First, what is Financial Independence (FI) ?

It’s when you have enough money to sustain your lifestyle without working. For this, your wealth must generate income. And this income must be greater than your expenses. The main way to generate income from your wealth is simply to withdraw from it. However, you need to withdraw little enough to sustain your wealth for the longest time.

You may have heard of the 4% rule. It states that if you only withdraw 4% of your investment portfolio, it should sustain you for at least 30 years. This percentage is your Withdrawal Rate (WR) or Safe Withdrawal Rate (SWR). These rules assume that you invest your portfolio in the stock market. Generally, the rule assume 75% stocks and 25% bonds, but the asset allocation is up to you. 4% is the recommended SWR, but some people choose to be more conservative (<4%) or more aggressive (>4%). I am a bit more conservative and my SWR is 3.5%.

Now I got my SWR, how much do I need to be FI ?
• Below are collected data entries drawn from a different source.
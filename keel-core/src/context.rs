//! The shared type/factory registry.
//!
//! `Context` is process-wide state with explicit startup and shutdown
//! boundaries. It is passed as an explicit `Arc<Context>` through every
//! call rather than accessed as an implicit singleton, so retraction
//! logic in the plugin host stays testable in isolation.
//!
//! Interior locking makes every operation take `&self`; callers are still
//! expected to serialize lifecycle-mutating sequences on one owner thread.

use crate::{Error, EventData, NameHash, Result, Variant};
use std::any::Any;
use std::collections::HashMap;
use std::sync::{Arc, PoisonError, RwLock, RwLockReadGuard, RwLockWriteGuard};
use tracing::debug;

/// An engine object constructed through a registered factory.
pub trait Object: Any + Send + Sync {
    /// Hashed type identifier, matching `TypeInfo::type_hash_static`.
    fn type_hash(&self) -> NameHash;
    /// Human-readable type name.
    fn type_name(&self) -> &'static str;
    /// Applies a loaded attribute value. Default implementation ignores it.
    fn set_attribute(&mut self, _name: NameHash, _value: &Variant) {}
}

/// Static type identity for registrable object types.
pub trait TypeInfo {
    fn type_hash_static() -> NameHash;
    fn type_name_static() -> &'static str;
}

struct FactoryEntry {
    type_name: String,
    category: Option<String>,
    construct: Box<dyn Fn() -> Box<dyn Object> + Send + Sync>,
}

/// A reflected attribute default recorded for a type.
#[derive(Debug, Clone)]
pub struct AttributeInfo {
    pub name: NameHash,
    pub default: Variant,
}

#[derive(Default)]
struct Registry {
    factories: HashMap<NameHash, FactoryEntry>,
    categories: HashMap<String, Vec<NameHash>>,
    subsystems: HashMap<NameHash, Arc<dyn Object>>,
    attributes: HashMap<NameHash, Vec<AttributeInfo>>,
}

/// The shared type/factory registry.
#[derive(Default)]
pub struct Context {
    registry: RwLock<Registry>,
    global_data: RwLock<EventData>,
}

impl Context {
    #[must_use]
    pub fn new() -> Arc<Self> {
        Arc::new(Self::default())
    }

    fn read(&self) -> RwLockReadGuard<'_, Registry> {
        self.registry.read().unwrap_or_else(PoisonError::into_inner)
    }

    fn write(&self) -> RwLockWriteGuard<'_, Registry> {
        self.registry.write().unwrap_or_else(PoisonError::into_inner)
    }

    /// Registers a factory for `T`, optionally under a category.
    pub fn register_factory<T>(&self, category: Option<&str>) -> Result<()>
    where
        T: Object + TypeInfo + Default + 'static,
    {
        self.register_factory_with(
            T::type_hash_static(),
            T::type_name_static(),
            category,
            || Box::new(T::default()),
        )
    }

    /// Registers a factory under an explicit hash and name. This is the
    /// non-generic path used by bindings that mint types at runtime.
    pub fn register_factory_with<F>(
        &self,
        type_hash: NameHash,
        type_name: impl Into<String>,
        category: Option<&str>,
        construct: F,
    ) -> Result<()>
    where
        F: Fn() -> Box<dyn Object> + Send + Sync + 'static,
    {
        let type_name = type_name.into();
        let mut registry = self.write();
        if registry.factories.contains_key(&type_hash) {
            return Err(Error::FactoryAlreadyRegistered(type_hash));
        }
        debug!(type_name = %type_name, ?category, "factory registered");
        registry.factories.insert(
            type_hash,
            FactoryEntry {
                type_name,
                category: category.map(str::to_string),
                construct: Box::new(construct),
            },
        );
        if let Some(category) = category {
            registry
                .categories
                .entry(category.to_string())
                .or_default()
                .push(type_hash);
        }
        Ok(())
    }

    /// Removes the factory for a type, detaching it from its category list.
    ///
    /// Removing an unregistered type is a no-op so retraction stays
    /// idempotent across unload paths.
    pub fn remove_factory(&self, type_hash: NameHash, category: Option<&str>) {
        let mut registry = self.write();
        if let Some(entry) = registry.factories.remove(&type_hash) {
            debug!(type_name = %entry.type_name, "factory removed");
        }
        if let Some(category) = category {
            if let Some(types) = registry.categories.get_mut(category) {
                types.retain(|t| *t != type_hash);
                if types.is_empty() {
                    registry.categories.remove(category);
                }
            }
        }
    }

    /// Constructs an object of the given type through its factory.
    pub fn create_object(&self, type_hash: NameHash) -> Result<Box<dyn Object>> {
        let registry = self.read();
        let entry = registry
            .factories
            .get(&type_hash)
            .ok_or(Error::FactoryNotFound(type_hash))?;
        Ok((entry.construct)())
    }

    /// Returns true if a factory is registered for the type.
    pub fn is_factory_registered(&self, type_hash: NameHash) -> bool {
        self.read().factories.contains_key(&type_hash)
    }

    /// Types registered under a category, in registration order.
    pub fn types_in_category(&self, category: &str) -> Vec<NameHash> {
        self.read()
            .categories
            .get(category)
            .cloned()
            .unwrap_or_default()
    }

    /// Records a reflected attribute default for a type.
    pub fn register_attribute(&self, type_hash: NameHash, name: &str, default: Variant) {
        self.write()
            .attributes
            .entry(type_hash)
            .or_default()
            .push(AttributeInfo {
                name: NameHash::new(name),
                default,
            });
    }

    /// Drops every attribute recorded for a type.
    pub fn remove_all_attributes(&self, type_hash: NameHash) {
        self.write().attributes.remove(&type_hash);
    }

    /// Attributes recorded for a type, in registration order.
    pub fn attributes(&self, type_hash: NameHash) -> Vec<AttributeInfo> {
        self.read()
            .attributes
            .get(&type_hash)
            .cloned()
            .unwrap_or_default()
    }

    /// Registers a subsystem instance under its type hash.
    pub fn register_subsystem(&self, subsystem: Arc<dyn Object>) {
        let hash = subsystem.type_hash();
        self.write().subsystems.insert(hash, subsystem);
    }

    /// Looks up a subsystem by type hash.
    pub fn subsystem(&self, type_hash: NameHash) -> Option<Arc<dyn Object>> {
        self.read().subsystems.get(&type_hash).cloned()
    }

    /// Removes a subsystem. Missing subsystems are ignored, matching
    /// `remove_factory` retraction semantics.
    pub fn remove_subsystem(&self, type_hash: NameHash) {
        self.write().subsystems.remove(&type_hash);
    }

    /// Shared scratch values surviving across plugin reloads.
    /// This is the engine-owned state a swapped module finds again on load.
    pub fn set_global(&self, name: impl Into<NameHash>, value: impl Into<Variant>) {
        self.global_data
            .write()
            .unwrap_or_else(PoisonError::into_inner)
            .set(name, value);
    }

    pub fn global(&self, name: impl Into<NameHash>) -> Option<Variant> {
        self.global_data
            .read()
            .unwrap_or_else(PoisonError::into_inner)
            .get(name)
            .cloned()
    }
}

#[cfg(test)]
mod tests {
    use super::*;

    #[derive(Default)]
    struct Lamp;

    impl Object for Lamp {
        fn type_hash(&self) -> NameHash {
            Self::type_hash_static()
        }
        fn type_name(&self) -> &'static str {
            Self::type_name_static()
        }
    }

    impl TypeInfo for Lamp {
        fn type_hash_static() -> NameHash {
            NameHash::new("Lamp")
        }
        fn type_name_static() -> &'static str {
            "Lamp"
        }
    }

    #[test]
    fn register_create_remove() {
        let context = Context::new();
        context.register_factory::<Lamp>(None).unwrap();
        assert!(context.is_factory_registered(Lamp::type_hash_static()));

        let object = context.create_object(Lamp::type_hash_static()).unwrap();
        assert_eq!(object.type_name(), "Lamp");

        context.remove_factory(Lamp::type_hash_static(), None);
        assert!(!context.is_factory_registered(Lamp::type_hash_static()));
        assert!(context.create_object(Lamp::type_hash_static()).is_err());
    }

    #[test]
    fn duplicate_registration_rejected() {
        let context = Context::new();
        context.register_factory::<Lamp>(None).unwrap();
        assert!(matches!(
            context.register_factory::<Lamp>(None),
            Err(Error::FactoryAlreadyRegistered(_))
        ));
    }

    #[test]
    fn category_tracking() {
        let context = Context::new();
        context.register_factory::<Lamp>(Some("Scene")).unwrap();
        assert_eq!(
            context.types_in_category("Scene"),
            vec![Lamp::type_hash_static()]
        );

        context.remove_factory(Lamp::type_hash_static(), Some("Scene"));
        assert!(context.types_in_category("Scene").is_empty());
    }

    #[test]
    fn attributes_removed_wholesale() {
        let context = Context::new();
        let hash = Lamp::type_hash_static();
        context.register_attribute(hash, "Brightness", Variant::Double(1.0));
        context.register_attribute(hash, "Enabled", Variant::Bool(true));
        assert_eq!(context.attributes(hash).len(), 2);

        context.remove_all_attributes(hash);
        assert!(context.attributes(hash).is_empty());
    }

    #[test]
    fn subsystem_lifecycle() {
        let context = Context::new();
        context.register_subsystem(Arc::new(Lamp));
        assert!(context.subsystem(Lamp::type_hash_static()).is_some());

        context.remove_subsystem(Lamp::type_hash_static());
        assert!(context.subsystem(Lamp::type_hash_static()).is_none());
        // Removing again is a no-op
        context.remove_subsystem(Lamp::type_hash_static());
    }

    #[test]
    fn globals_survive_between_reads() {
        let context = Context::new();
        context.set_global("ReloadCount", 3);
        assert_eq!(context.global("ReloadCount"), Some(Variant::Int(3)));
        assert_eq!(context.global("Missing"), None);
    }
}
In fact, it’s pretty easy. By dividing 100 by your SWR, you’ll have the number of years of expense you should save. For instance, for my SWR of 3.5%, I have to accumulate 28 years of my annual expenses. If you think your expenses are going to go up or down in the future, you should also account for that. You should use the amount of expenses you plan for FI. So, your target net worth is 100/SWR times your annual expenses.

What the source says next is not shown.